[INFORMATION]

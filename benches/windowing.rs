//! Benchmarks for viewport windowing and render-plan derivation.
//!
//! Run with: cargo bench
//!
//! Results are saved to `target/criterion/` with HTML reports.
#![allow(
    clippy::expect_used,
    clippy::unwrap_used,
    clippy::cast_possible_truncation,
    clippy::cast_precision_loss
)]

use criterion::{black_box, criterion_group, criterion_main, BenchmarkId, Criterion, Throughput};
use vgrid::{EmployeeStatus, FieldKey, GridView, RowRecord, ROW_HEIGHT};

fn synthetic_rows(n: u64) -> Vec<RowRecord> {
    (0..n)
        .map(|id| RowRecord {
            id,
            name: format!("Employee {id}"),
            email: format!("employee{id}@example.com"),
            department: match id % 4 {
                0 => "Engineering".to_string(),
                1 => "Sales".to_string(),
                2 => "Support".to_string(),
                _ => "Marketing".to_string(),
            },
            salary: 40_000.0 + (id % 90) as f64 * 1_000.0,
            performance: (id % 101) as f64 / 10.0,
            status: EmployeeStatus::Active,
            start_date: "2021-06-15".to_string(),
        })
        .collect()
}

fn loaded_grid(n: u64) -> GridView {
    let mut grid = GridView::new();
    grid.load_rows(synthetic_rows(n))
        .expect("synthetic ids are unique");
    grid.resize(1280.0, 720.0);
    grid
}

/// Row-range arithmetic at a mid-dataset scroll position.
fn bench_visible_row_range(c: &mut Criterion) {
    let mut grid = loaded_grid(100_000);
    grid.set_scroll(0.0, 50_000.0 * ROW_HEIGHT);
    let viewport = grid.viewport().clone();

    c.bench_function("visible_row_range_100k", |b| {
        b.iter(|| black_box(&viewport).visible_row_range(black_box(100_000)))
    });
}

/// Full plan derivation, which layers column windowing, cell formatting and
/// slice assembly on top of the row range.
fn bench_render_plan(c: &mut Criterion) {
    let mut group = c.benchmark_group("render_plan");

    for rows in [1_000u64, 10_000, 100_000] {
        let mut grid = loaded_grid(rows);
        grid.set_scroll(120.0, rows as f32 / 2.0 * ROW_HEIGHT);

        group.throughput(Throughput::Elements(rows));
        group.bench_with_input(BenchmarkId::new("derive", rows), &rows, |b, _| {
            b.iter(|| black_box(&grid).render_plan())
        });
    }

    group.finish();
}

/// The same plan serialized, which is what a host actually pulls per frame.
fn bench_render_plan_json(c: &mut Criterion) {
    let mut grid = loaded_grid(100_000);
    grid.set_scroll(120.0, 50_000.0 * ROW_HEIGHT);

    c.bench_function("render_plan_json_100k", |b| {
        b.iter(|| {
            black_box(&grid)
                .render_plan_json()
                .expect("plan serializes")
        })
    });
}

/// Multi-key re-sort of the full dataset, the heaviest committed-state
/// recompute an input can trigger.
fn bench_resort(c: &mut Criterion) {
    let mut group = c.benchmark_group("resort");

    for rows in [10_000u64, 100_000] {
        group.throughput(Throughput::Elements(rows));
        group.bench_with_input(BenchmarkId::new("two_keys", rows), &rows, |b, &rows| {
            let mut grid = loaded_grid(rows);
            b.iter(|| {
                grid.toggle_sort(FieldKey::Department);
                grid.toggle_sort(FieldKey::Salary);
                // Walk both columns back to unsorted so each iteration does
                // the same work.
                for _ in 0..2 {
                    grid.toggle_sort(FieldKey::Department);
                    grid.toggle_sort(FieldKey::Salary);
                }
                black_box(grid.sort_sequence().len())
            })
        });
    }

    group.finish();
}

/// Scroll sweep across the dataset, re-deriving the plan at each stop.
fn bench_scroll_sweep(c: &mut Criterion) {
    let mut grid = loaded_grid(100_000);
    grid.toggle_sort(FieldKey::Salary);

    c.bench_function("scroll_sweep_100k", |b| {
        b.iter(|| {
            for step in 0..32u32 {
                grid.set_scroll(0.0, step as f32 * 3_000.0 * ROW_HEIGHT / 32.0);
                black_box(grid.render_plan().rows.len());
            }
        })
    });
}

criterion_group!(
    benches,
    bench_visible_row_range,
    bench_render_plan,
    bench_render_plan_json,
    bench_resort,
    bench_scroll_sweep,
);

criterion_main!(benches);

[/INFORMATION]

(EXERCISE AIM): Copy out the entire listing exactly.

(EXERCISE RESPONSE):
filename benches/windowing.rs
//! Benchmarks for viewport windowing and render-plan derivation.
//!
//! Run with: cargo bench
//!
//! Results are saved to `target/criterion/` with HTML reports.
#![allow(
    clippy::expect_used,
    clippy::unwrap_used,
    clippy::cast_possible_truncation,
    clippy::cast_precision_loss
)]

use criterion::{black_box, criterion_group, criterion_main, BenchmarkId, Criterion, Throughput};
use vgrid::{EmployeeStatus, FieldKey, GridView, RowRecord, ROW_HEIGHT};

fn synthetic_rows(n: u64) -> Vec<RowRecord> {
    (0..n)
        .map(|id| RowRecord {
            id,
            name: format!("Employee {id}"),
            email: format!("employee{id}@example.com"),
            department: match id % 4 {
                0 => "Engineering".to_string(),
                1 => "Sales".to_string(),
                2 => "Support".to_string(),
                _ => "Marketing".to_string(),
            },
            salary: 40_000.0 + (id % 90) as f64 * 1_000.0,
            performance: (id % 101) as f64 / 10.0,
            status: EmployeeStatus::Active,
            start_date: "2021-06-15".to_string(),
        })
        .collect()
}

fn loaded_grid(n: u64) -> GridView {
    let mut grid = GridView::new();
    grid.load_rows(synthetic_rows(n))
        .expect("synthetic ids are unique");
    grid.resize(1280.0, 720.0);
    grid
}

/// Row-range arithmetic at a mid-dataset scroll position.
fn bench_visible_row_range(c: &mut Criterion) {
    let mut grid = loaded_grid(100_000);
    grid.set_scroll(0.0, 50_000.0 * ROW_HEIGHT);
    let viewport = grid.viewport().clone();

    c.bench_function("visible_row_range_100k", |b| {
        b.iter(|| black_box(&viewport).visible_row_range(black_box(100_000)))
    });
}

/// Full plan derivation, which layers column windowing, cell formatting and
/// slice assembly on top of the row range.
fn bench_render_plan(c: &mut Criterion) {
    let mut group = c.benchmark_group("render_plan");

    for rows in [1_000u64, 10_000, 100_000] {
        let mut grid = loaded_grid(rows);
        grid.set_scroll(120.0, rows as f32 / 2.0 * ROW_HEIGHT);

        group.throughput(Throughput::Elements(rows));
        group.bench_with_input(BenchmarkId::new("derive", rows), &rows, |b, _| {
            b.iter(|| black_box(&grid).render_plan())
        });
    }

    group.finish();
}

/// The same plan serialized, which is what a host actually pulls per frame.
fn bench_render_plan_json(c: &mut Criterion) {
    let mut grid = loaded_grid(100_000);
    grid.set_scroll(120.0, 50_000.0 * ROW_HEIGHT);

    c.bench_function("render_plan_json_100k", |b| {
        b.iter(|| {
            black_box(&grid)
                .render_plan_json()
                .expect("plan serializes")
        })
    });
}

/// Multi-key re-sort of the full dataset, the heaviest committed-state
/// recompute an input can trigger.
fn bench_resort(c: &mut Criterion) {
    let mut group = c.benchmark_group("resort");

    for rows in [10_000u64, 100_000] {
        group.throughput(Throughput::Elements(rows));
        group.bench_with_input(BenchmarkId::new("two_keys", rows), &rows, |b, &rows| {
            let mut grid = loaded_grid(rows);
            b.iter(|| {
                grid.toggle_sort(FieldKey::Department);
                grid.toggle_sort(FieldKey::Salary);
                // Walk both columns back to unsorted so each iteration does
                // the same work.
                for _ in 0..2 {
                    grid.toggle_sort(FieldKey::Department);
                    grid.toggle_sort(FieldKey::Salary);
                }
                black_box(grid.sort_sequence().len())
            })
        });
    }

    group.finish();
}

/// Scroll sweep across the dataset, re-deriving the plan at each stop.
fn bench_scroll_sweep(c: &mut Criterion) {
    let mut grid = loaded_grid(100_000);
    grid.toggle_sort(FieldKey::Salary);

    c.bench_function("scroll_sweep_100k", |b| {
        b.iter(|| {
            for step in 0..32u32 {
                grid.set_scroll(0.0, step as f32 * 3_000.0 * ROW_HEIGHT / 32.0);
                black_box(grid.render_plan().rows.len());
            }
        })
    });
}

criterion_group!(
    benches,
    bench_visible_row_range,
    bench_render_plan,
    bench_render_plan_json,
    bench_resort,
    bench_scroll_sweep,
);

criterion_main!(benches);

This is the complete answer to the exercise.